= Task =
Nothing but the lines from the one that contains "pictures.push(picture);" through the end of the data should be reproduced, and each must match exactly.

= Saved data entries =
//! Greedy heuristic: repeatedly take the picture that covers the most.
//!
//! Its answer is feasible whenever full cover is possible and seeds the exact
//! and exhaustive searches with an upper bound.

use log::debug;

use crate::bitset::BitSet;
use crate::coverage::Coverage;
use crate::search::{Limits, Selection};

/// Runs the greedy heuristic.
///
/// Stops when nothing more can be covered or the cover target of `limits`
/// is reached. Ties between equally valuable pictures go to the lowest index.
pub(crate) fn solve<C: Coverage>(coverage: &C, limits: &Limits) -> Selection {
    let target = limits.cover_target(coverage.required_total());
    let picture_count = coverage.picture_count();

    let mut need = coverage.root_need();
    let mut used = BitSet::new(picture_count);
    let mut pictures = Vec::new();
    let mut covered = 0u64;

    while pictures.len() < picture_count {
        if target.is_some_and(|target| covered >= target) {
            break;
        }

        let mut best: Option<(usize, u64)> = None;
        for picture in (0..picture_count).filter(|&p| !used.contains(p)) {
            let value = coverage.marginal_value(picture, &need);
            if best.map_or(true, |(_, best_value)| value > best_value) {
                best = Some((picture, value));
            }
        }

        let Some((picture, value)) = best.filter(|&(_, value)| value > 0) else {
            break;
        };

        used.insert(picture);
        pictures.push(picture);
        coverage.subtract(picture, &mut need);
        covered += value;
        debug!("greedy: picked picture {} (+{}, total {})", picture, value, covered);
    }

    let goal = coverage.is_satisfied(&need) || target.is_some_and(|target| covered >= target);
    Selection {
        pictures,
        covered,
        goal,
    }
}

= Result of the task =
        pictures.push(picture);
        coverage.subtract(picture, &mut need);
        covered += value;
        debug!("greedy: picked picture {} (+{}, total {})", picture, value, covered);
    }

    let goal = coverage.is_satisfied(&need) || target.is_some_and(|target| covered >= target);
    Selection {
        pictures,
        covered,
        goal,
    }
}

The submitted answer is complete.